Originally published as JGV in Press, 10.1099/vir.0.012120-0 on June 3, 2009
J Gen Virol 90 (2009), 2097-2106; DOI 10.1099/vir.0.012120-0
N-Linked glycans on dengue viruses grown in mammalian and insect cells
Kari Hacker1,
Laura White1,2 and
Aravinda M. de Silva1
1 Department of Microbiology and Immunology, University of North Carolina School of Medicine, Chapel Hill, NC 27599, USA
2 Carolina Vaccine Institute, University of North Carolina School of Medicine, Chapel Hill, NC 27599, USA
Correspondence
Aravinda M. de Silva
desilva{at}med.unc.edu
This study compared the ability of mosquito and mammalian cell-derived dengue virus (DENV) to infect human dendritic cell-specific ICAM3-grabbing non-integrin (DC-SIGN)-expressing cells and characterized the structure of envelope (E) protein N-linked glycans on DENV derived from the two cell types.
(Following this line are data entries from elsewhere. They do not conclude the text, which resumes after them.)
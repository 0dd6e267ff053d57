//! Execution loop that steps independent accounts over a price series under risk control.

pub mod ledger;
pub mod reporting;
pub mod session;

use std::path::PathBuf;

use rampart_core::AccountId;
use rampart_risk::RiskError;
use thiserror::Error;

pub use ledger::{LedgerEntry, PerformanceLedger};
pub use reporting::{PerformanceReport, Reporter};
pub use session::{AccountPhase, SessionSettings, SessionSummary, StepStatus, TradingSession};

/// Result alias for session operations.
pub type SessionResult<T> = Result<T, SessionError>;

#[derive(Debug, Error)]
pub enum SessionError {
    #[error("session needs at least one price")]
    NoPrices,
    #[error("price at step {step} is not a positive finite number ({price})")]
    InvalidPrice { step: usize, price: f64 },
    #[error("account '{0}' is already part of the session")]
    DuplicateAccount(AccountId),
    #[error("session has no accounts")]
    NoAccounts,
    #[error("session already finished after {steps} step(s)")]
    Finished { steps: usize },
    #[error(transparent)]
    Risk(#[from] RiskError),
    #[error("failed to write ledger {}: {source}", path.display())]
    Io {
        path: PathBuf,
        #[source]
        source: std::io::Error,
    },
    #[error("failed to encode ledger entry: {0}")]
    Serialization(#[from] serde_json::Error),
}

impl SessionError {
    pub(crate) fn io(path: impl Into<PathBuf>, source: std::io::Error) -> Self {
        Self::Io {
            path: path.into(),
            source,
        }
    }
}
//! Hierarchical risk parity.
//!
//! Assets are clustered by correlation distance with single linkage, ordered so that similar
//! assets sit next to each other, and capital is split top-down between the two halves of each
//! cluster in inverse proportion to their variance. No matrix inversion is involved, which keeps
//! the weights stable on short, noisy windows.

use crate::stats::{correlation, covariance, quadratic_form, trace, Matrix};
use crate::{AllocationError, AllocationResult};

const VARIANCE_FLOOR: f64 = 1e-12;

/// HRP weights for the provided return series, in input order.
pub fn hrp_weights(returns: &[Vec<f64>]) -> AllocationResult<Vec<f64>> {
    let n = returns.len();
    if n < 2 {
        return Err(AllocationError::degenerate("fewer than two priced symbols"));
    }
    let cov = covariance(returns);
    if trace(&cov) <= VARIANCE_FLOOR {
        return Err(AllocationError::degenerate("covariance has no variance"));
    }
    let corr = correlation(&cov);
    let distance: Matrix = corr
        .iter()
        .map(|row| {
            row.iter()
                .map(|rho| ((1.0 - rho) / 2.0).clamp(0.0, 1.0).sqrt())
                .collect()
        })
        .collect();

    let order = quasi_diagonal_order(&distance);
    let weights = recursive_bisection(&cov, &order);
    if weights.iter().any(|weight| !weight.is_finite()) {
        return Err(AllocationError::NonFinite);
    }
    Ok(weights)
}

/// Leaf order of a single-linkage dendrogram built over `distance`.
fn quasi_diagonal_order(distance: &Matrix) -> Vec<usize> {
    let mut clusters: Vec<Vec<usize>> = (0..distance.len()).map(|i| vec![i]).collect();
    while clusters.len() > 1 {
        let mut best = (0, 1, f64::INFINITY);
        for a in 0..clusters.len() {
            for b in (a + 1)..clusters.len() {
                let link = linkage(distance, &clusters[a], &clusters[b]);
                if link < best.2 {
                    best = (a, b, link);
                }
            }
        }
        let (a, b, _) = best;
        let right = clusters.remove(b);
        clusters[a].extend(right);
    }
    clusters.pop().unwrap_or_default()
}

fn linkage(distance: &Matrix, left: &[usize], right: &[usize]) -> f64 {
    left.iter()
        .flat_map(|i| right.iter().map(move |j| distance[*i][*j]))
        .fold(f64::INFINITY, f64::min)
}

fn recursive_bisection(cov: &Matrix, order: &[usize]) -> Vec<f64> {
    let mut weights = vec![1.0; cov.len()];
    let mut pending: Vec<&[usize]> = vec![order];
    while let Some(cluster) = pending.pop() {
        if cluster.len() < 2 {
            continue;
        }
        let (left, right) = cluster.split_at(cluster.len() / 2);
        let left_variance = cluster_variance(cov, left);
        let right_variance = cluster_variance(cov, right);
        let total = left_variance + right_variance;
        let alpha = if total > 0.0 {
            1.0 - left_variance / total
        } else {
            0.5
        };
        for i in left {
            weights[*i] *= alpha;
        }
        for i in right {
            weights[*i] *= 1.0 - alpha;
        }
        pending.push(left);
        pending.push(right);
    }
    weights
}

/// Variance of the inverse-variance portfolio restricted to `members`.
fn cluster_variance(cov: &Matrix, members: &[usize]) -> f64 {
    let sub: Matrix = members
        .iter()
        .map(|i| members.iter().map(|j| cov[*i][*j]).collect())
        .collect();
    let inverse: Vec<f64> = members
        .iter()
        .map(|i| 1.0 / cov[*i][*i].max(VARIANCE_FLOOR))
        .collect();
    let total: f64 = inverse.iter().sum();
    let ivp: Vec<f64> = inverse.iter().map(|w| w / total).collect();
    quadratic_form(&sub, &ivp, &ivp)
}

#[cfg(test)]
mod tests {
    use super::*;

    #[test]
    fn weights_sum_to_one_and_favor_low_variance() {
        let calm = vec![0.001, -0.001, 0.002, -0.002, 0.001, 0.0];
        let wild = vec![0.05, -0.04, 0.06, -0.05, 0.03, -0.02];
        let weights = hrp_weights(&[calm, wild]).unwrap();
        assert!((weights.iter().sum::<f64>() - 1.0).abs() < 1e-12);
        assert!(weights[0] > weights[1]);
    }

    #[test]
    fn correlated_assets_are_grouped() {
        let distance = vec![
            vec![0.0, 0.9, 0.1],
            vec![0.9, 0.0, 0.8],
            vec![0.1, 0.8, 0.0],
        ];
        let order = quasi_diagonal_order(&distance);
        let first = order.iter().position(|i| *i == 0).unwrap();
        let third = order.iter().position(|i| *i == 2).unwrap();
        assert_eq!(first.abs_diff(third), 1);
    }

    #[test]
    fn rejects_single_asset_and_flat_prices() {
        assert!(hrp_weights(&[vec![0.01, 0.02]]).is_err());
        assert!(hrp_weights(&[vec![0.0; 5], vec![0.0; 5]]).is_err());
    }
}
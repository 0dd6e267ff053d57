//! Per-account risk controls: drawdown hysteresis, volatility-adaptive tiers, position sizing
//! and allocation clipping.

use thiserror::Error;

pub mod account;
pub mod manager;
pub mod profile;
pub mod trailing;

pub use account::AccountState;
pub use manager::{DrawdownTransition, RiskManager, StopLevels};
pub use profile::{RiskProfile, RiskTier};
pub use trailing::TrailingStop;

/// Result alias for risk operations.
pub type RiskResult<T> = Result<T, RiskError>;

/// Risk-specific error type. Only raised while constructing accounts and profiles.
#[derive(Debug, Error, PartialEq)]
pub enum RiskError {
    /// A fraction fell outside `(0, 1]`.
    #[error("risk parameter '{parameter}' must lie within (0, 1] (got {value})")]
    InvalidFraction { parameter: &'static str, value: f64 },
    /// Accounts cannot start with a negative or non-finite balance.
    #[error("account '{account}' has an invalid initial balance {balance}")]
    InvalidBalance { account: String, balance: f64 },
}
DENVs derived from both cell types were equally effective at infecting DC-SIGN-expressing human monocytes and dendritic cells. The N-linked glycans on mosquito cell-derived virus were a mix of high-mannose and paucimannose glycans. In virus derived from mammalian cells, the N-linked glycans were a mix of high-mannose and complex glycans. These results indicate that N-linked glycans are incompletely processed during DENV egress from cells, resulting in high-mannose glycans on viruses derived from both cell types. Studies with full-length and truncated E protein demonstrated that incomplete processing was most likely a result of the poor accessibility of glycans on the membrane-anchored protein.
Copyright © 2009 by the Society for General Microbiology.